EXERCISE — From the line with "height-field surface grid." through the line with "if self.resolution == 0", inclusive, return each line of the data below exactly and leave the rest out.

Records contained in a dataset
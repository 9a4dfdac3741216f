//! Parameters for surface and solid construction.

#[cfg(feature = "serde")]
use serde::{Deserialize, Serialize};

use crate::error::{SolidError, SolidResult};

/// Parameters for the height-field surface grid.
#[derive(Debug, Clone, PartialEq)]
#[cfg_attr(feature = "serde", derive(Serialize, Deserialize))]
pub struct SurfaceParams {
    /// Vertices along the longer image axis. Default: 200
    pub resolution: u32,

    /// Length of the longer model side in millimeters. Default: 100.0
    pub max_dimension_mm: f64,
}

impl Default for SurfaceParams {
    fn default() -> Self {
        Self {
            resolution: 200,
            max_dimension_mm: 100.0,
        }
    }
}

impl SurfaceParams {
    /// Create params with the given resolution.
    #[must_use]
    pub fn with_resolution(resolution: u32) -> Self {
        Self {
            resolution,
            ..Default::default()
        }
    }

    /// Coarse grid for quick previews.
    #[must_use]
    pub fn preview() -> Self {
        Self::with_resolution(50)
    }

    /// Dense grid for final prints.
    #[must_use]
    pub fn fine() -> Self {
        Self::with_resolution(400)
    }

    /// Set the longer model side in millimeters.
    #[must_use]
    pub const fn max_dimension(mut self, mm: f64) -> Self {
        self.max_dimension_mm = mm;
        self
    }

    /// Check the parameters.
    ///
    /// # Errors
    ///
    /// Returns [`SolidError::InvalidParams`] for a zero resolution or a
    /// non-positive dimension.
    pub fn validate(&self) -> SolidResult<()> {
        if self.resolution == 0 {
            return Err(SolidError::invalid_params("resolution must be at least 1"));
        }
        if !(self.max_dimension_mm.is_finite() && self.max_dimension_mm > 0.0) {
            return Err(SolidError::invalid_params(format!(
                "max dimension {} mm must be positive",
                self.max_dimension_mm
            )));
        }
        Ok(())
    }
}

/// Parameters for closing a surface into a solid.
#[derive(Debug, Clone, PartialEq)]
#[cfg_attr(feature = "serde", derive(Serialize, Deserialize))]
pub struct ExtrusionParams {
    /// Depth of the base below z = 0 in millimeters. Zero gives walls down
    /// to the plane of the lowest boundary only. Default: 0.16
    pub base_thickness_mm: f64,

    /// Consecutive cap vertices closer than this are treated as one.
    /// Scale-sensitive. Default: 1e-3
    pub dedup_tolerance_mm: f64,
}

impl Default for ExtrusionParams {
    fn default() -> Self {
        Self {
            base_thickness_mm: 0.16,
            dedup_tolerance_mm: 1e-3,
        }
    }
}

impl ExtrusionParams {
    /// Create params with the given base thickness.
    #[must_use]
    pub fn with_base_thickness(base_thickness_mm: f64) -> Self {
        Self {
            base_thickness_mm,
            ..Default::default()
        }
    }

    /// Set the cap deduplication tolerance.
    #[must_use]
    pub const fn dedup_tolerance(mut self, mm: f64) -> Self {
        self.dedup_tolerance_mm = mm;
        self
    }

    /// Check the parameters.
    ///
    /// # Errors
    ///
    /// Returns [`SolidError::InvalidParams`] for a negative or non-finite
    /// thickness or tolerance.
    pub fn validate(&self) -> SolidResult<()> {
        if !(self.base_thickness_mm.is_finite() && self.base_thickness_mm >= 0.0) {
            return Err(SolidError::invalid_params(format!(
                "base thickness {} mm must be zero or positive",
                self.base_thickness_mm
            )));
        }
        if !(self.dedup_tolerance_mm.is_finite() && self.dedup_tolerance_mm >= 0.0) {
            return Err(SolidError::invalid_params(format!(
                "dedup tolerance {} mm must be zero or positive",
                self.dedup_tolerance_mm
            )));
        }
        Ok(())
    }
}

#[cfg(test)]
mod tests {
    use super::*;

    #[test]
    fn test_defaults() {
        let s = SurfaceParams::default();
        assert_eq!(s.resolution, 200);
        assert!(s.validate().is_ok());

        let e = ExtrusionParams::default();
        assert!((e.dedup_tolerance_mm - 1e-3).abs() < 1e-15);
        assert!(e.validate().is_ok());
    }

    #[test]
    fn test_validation() {
        assert!(SurfaceParams::with_resolution(0).validate().is_err());
        assert!(SurfaceParams::default().max_dimension(-1.0).validate().is_err());
        assert!(ExtrusionParams::with_base_thickness(-0.1).validate().is_err());
        assert!(ExtrusionParams::with_base_thickness(0.0).validate().is_ok());
        assert!(ExtrusionParams::default().dedup_tolerance(f64::NAN).validate().is_err());
    }

    #[test]
    fn test_presets() {
        assert_eq!(SurfaceParams::preview().resolution, 50);
        assert_eq!(SurfaceParams::fine().resolution, 400);
    }
}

SOLUTION FOR THIS PROBLEM —
/// Parameters for the height-field surface grid.
#[derive(Debug, Clone, PartialEq)]
#[cfg_attr(feature = "serde", derive(Serialize, Deserialize))]
pub struct SurfaceParams {
    /// Vertices along the longer image axis. Default: 200
    pub resolution: u32,

    /// Length of the longer model side in millimeters. Default: 100.0
    pub max_dimension_mm: f64,
}

impl Default for SurfaceParams {
    fn default() -> Self {
        Self {
            resolution: 200,
            max_dimension_mm: 100.0,
        }
    }
}

impl SurfaceParams {
    /// Create params with the given resolution.
    #[must_use]
    pub fn with_resolution(resolution: u32) -> Self {
        Self {
            resolution,
            ..Default::default()
        }
    }

    /// Coarse grid for quick previews.
    #[must_use]
    pub fn preview() -> Self {
        Self::with_resolution(50)
    }

    /// Dense grid for final prints.
    #[must_use]
    pub fn fine() -> Self {
        Self::with_resolution(400)
    }

    /// Set the longer model side in millimeters.
    #[must_use]
    pub const fn max_dimension(mut self, mm: f64) -> Self {
        self.max_dimension_mm = mm;
        self
    }

    /// Check the parameters.
    ///
    /// # Errors
    ///
    /// Returns [`SolidError::InvalidParams`] for a zero resolution or a
    /// non-positive dimension.
    pub fn validate(&self) -> SolidResult<()> {
        if self.resolution == 0 {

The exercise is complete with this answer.